Я застыл как мог. Глаза не жгло, но грело – и каждая вспышка отталкивала всю голову.
Бабка чуть повела мою руку вперед и назад. Яркий отсвет должен был, по идее, уйти с глаза, но не ушел, а растекся на правый глаз. Бабка опять повела ладонью, и тут под носом у меня зачесалось и сразу засвербело повыше. Я несколько раз шмыгнул, сдерживаясь, сморщился, чихнул, запоздало испугался, что мог на нож напороться, и смущенно засмеялся.
Нож погас. Перед глазами, конечно, еще плыли спутанные узоры, как свежая роспись бригады сварщиков на трубе.
Бабка, почти не видная на фоне этого праздника, продолжала смотреть мне в лицо. Отвернулась и снова направилась к двери.
– Бабуль, – сказал я, – вы куда?
– Ложись спать, – сказала она, остановившись, но не оборачиваясь.
– Как? – удивился я. – Вы же… Вы же сказали, что меня ждали. Для чего?
– Я не тебя ждала.
– А кого?
Она не ответила. Ну и ладно, подумал я, но спохватился:
– А нож?
– Это не твой нож.
Я не успел оскорбиться. Она продолжила:
– Ты никто. И ждать мне нечего.
– А отец?
Бабка обернулась наконец. И спокойно пообещала:
– Ты будешь его вспоминать.
6
– Больно будет, – предупредила бабка, водя пальцем поверх ножа, лежавшего на черном от ветхости столике.

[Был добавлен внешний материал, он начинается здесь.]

//! # Salonkit Core Library
//!
//! This library provides the collaborator availability and booking-conflict
//! engine of the Salonkit salon manager. The surrounding application (forms,
//! list views, the public booking page) is a thin layer over this core.
//!
//! ## Architecture
//!
//! - **Interval arithmetic**: minute-granularity clock times, half-open
//!   overlap and end-inclusive window tests
//! - **Weekly schedules**: one attendance window per weekday, validated as
//!   a whole before being persisted
//! - **Blocks**: full-day absences and single-date time blocks, guarded so
//!   overlapping time blocks are never created
//! - **Availability**: the single resolver booking flows consult, plus
//!   free-window computation for rendering open slots
//! - **Storage**: SQLite persistence that re-runs the pure guards inside
//!   the write transaction
//!
//! ## Key Components
//!
//! - [`resolve`]: availability verdict for a candidate booking window
//! - [`schedule::validate`]: full-form schedule validation
//! - [`check_time_block`]: the non-overlap creation guard
//! - [`SalonDb`]: schedule and block persistence
//! - [`Config`]: application configuration management

pub mod availability;
pub mod blocks;
pub mod error;
pub mod interval;
pub mod schedule;
pub mod storage;

pub use availability::{free_windows, resolve, AvailabilityQuery, AvailabilityVerdict, FreeWindow};
pub use blocks::{
    check_full_day_block, check_time_block, is_date_fully_blocked, is_range_blocked, BlockError,
    FullDayBlock, TimeBlock,
};
pub use error::{ConfigError, CoreError, DatabaseError};
pub use interval::{is_within, overlaps, TimeOfDay, TimeParseError};
pub use schedule::{
    ScheduleErrorKey, ScheduleValidation, WeekDay, WeekDayParseError, WeeklySchedule,
    WorkScheduleDay,
};
pub use storage::{Config, PurgeSummary, SalonDb};
use chrono::NaiveDate;
use clap::Subcommand;
use salonkit_core::blocks::{FullDayBlock, TimeBlock};
use salonkit_core::interval::TimeOfDay;
use salonkit_core::storage::SalonDb;

#[derive(Subcommand)]
pub enum BlockAction {
    /// Block whole days for a collaborator
    AddDay {
        collaborator_id: String,
        /// First blocked date (YYYY-MM-DD)
        #[arg(long)]
        from: NaiveDate,
        /// Last blocked date, inclusive (YYYY-MM-DD)
        #[arg(long)]
        to: NaiveDate,
        #[arg(long, default_value = "")]
        reason: String,
    },
    /// Block a time range on one date
    AddTime {
        collaborator_id: String,
        /// Blocked date (YYYY-MM-DD)
        #[arg(long)]
        date: NaiveDate,
        /// Range start (HH:MM)
        #[arg(long)]
        start: TimeOfDay,
        /// Range end (HH:MM), exclusive
        #[arg(long)]
        end: TimeOfDay,
        #[arg(long)]
        reason: Option<String>,
    },
    /// List a collaborator's blocks
    List {
        collaborator_id: String,
    },
    /// Remove a full-day block by id
    RemoveDay {
        id: String,
    },
    /// Remove a time block by id
    RemoveTime {
        id: String,
    },
}

pub fn run(action: BlockAction) -> Result<(), Box<dyn std::error::Error>> {
    match action {
        BlockAction::AddDay {
            collaborator_id,
            from,
            to,
            reason,
        } => {
            let db = SalonDb::open()?;
            let block = FullDayBlock::new(collaborator_id, from, to, reason);
            db.insert_full_day_block(&block)?;
            println!("{}", block.id);
        }
        BlockAction::AddTime {
            collaborator_id,
            date,
            start,
            end,
            reason,
        } => {
            let mut db = SalonDb::open()?;
            let block = TimeBlock::new(collaborator_id, date, start, end, reason);
            db.insert_time_block(&block)?;
            println!("{}", block.id);
        }
        BlockAction::List { collaborator_id } => {
            let db = SalonDb::open()?;
            let listing = serde_json::json!({
                "full_day": db.list_full_day_blocks(&collaborator_id)?,
                "time": db.list_time_blocks(&collaborator_id)?,
            });
            println!("{}", serde_json::to_string_pretty(&listing)?);
        }
        BlockAction::RemoveDay { id } => {
            let db = SalonDb::open()?;
            db.delete_full_day_block(&id)?;
            println!("block removed");
        }
        BlockAction::RemoveTime { id } => {
            let db = SalonDb::open()?;
            db.delete_time_block(&id)?;
            println!("block removed");
        }
    }
    Ok(())
}
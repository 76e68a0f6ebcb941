use clap::Subcommand;
use salonkit_core::schedule::{self, WeeklySchedule};
use salonkit_core::storage::SalonDb;

#[derive(Subcommand)]
pub enum ScheduleAction {
    /// Show a collaborator's weekly schedule
    Show {
        collaborator_id: String,
    },
    /// Replace a collaborator's weekly schedule from JSON
    Set {
        collaborator_id: String,
        /// JSON schedule (array of weekday entries)
        json: String,
    },
    /// Validate a schedule JSON without saving it
    Validate {
        /// JSON schedule (array of weekday entries)
        json: String,
    },
}

pub fn run(action: ScheduleAction) -> Result<(), Box<dyn std::error::Error>> {
    match action {
        ScheduleAction::Show { collaborator_id } => {
            let db = SalonDb::open()?;
            let schedule = db.load_schedule(&collaborator_id)?;
            println!("{}", serde_json::to_string_pretty(&schedule)?);
        }
        ScheduleAction::Set {
            collaborator_id,
            json,
        } => {
            let schedule: WeeklySchedule = serde_json::from_str(&json)?;
            let mut db = SalonDb::open()?;
            db.replace_schedule(&collaborator_id, &schedule)?;
            println!("schedule updated");
        }
        ScheduleAction::Validate { json } => {
            let schedule: WeeklySchedule = serde_json::from_str(&json)?;
            let report = schedule::validate(&schedule);
            if report.is_valid() {
                println!("schedule is valid");
            } else {
                for (key, message) in report.errors() {
                    println!("{key}: {message}");
                }
                return Err("schedule is invalid".into());
            }
        }
    }
    Ok(())
}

– Хорошо, – сказал я, украдкой растирая внезапно заледеневшие ладони.
– Очень больно будет.
Я пожал плечами.
– Ты готов? – не унималась бабка.
Я кивнул.
– Словами скажи.
– Да.
– Полностью скажи.
Вот еще одна классная на мою голову, с досадой подумал я и сказал:
– Да, я готов.
Ни фига я не был готов. Но что оставалось?
Бичура чавкала в давешней комнатушке, Дилька спала на полатях через две стенки, а мы сидели в непонятном зале, слишком длинном и узком – для деревенской комнаты вообще и особенно для деревенской комнаты небольшого дома. Сильно пахло травой, цветами и тревогой, но это, похоже, от меня. В стенах вместо окон были ниши, заставленные деревянными и чугунными выкрутасами сложной формы и непонятного назначения. Поверх этих выкрутасов бабка поставила по лампе – не электрической и не керосиновой, а масляной, что ли: внизу глиняная плошка, сверху стеклянный пузырь с дыркой, внутри низкий плоский огонек. Огоньки почти не шевелились, но почему-то тени медленно кружили по комнатке, накладываясь друг на друга и кидая то на меня, то на бабку почти черные многоугольники, которые тут же испарялись очередным оранжевым просверком.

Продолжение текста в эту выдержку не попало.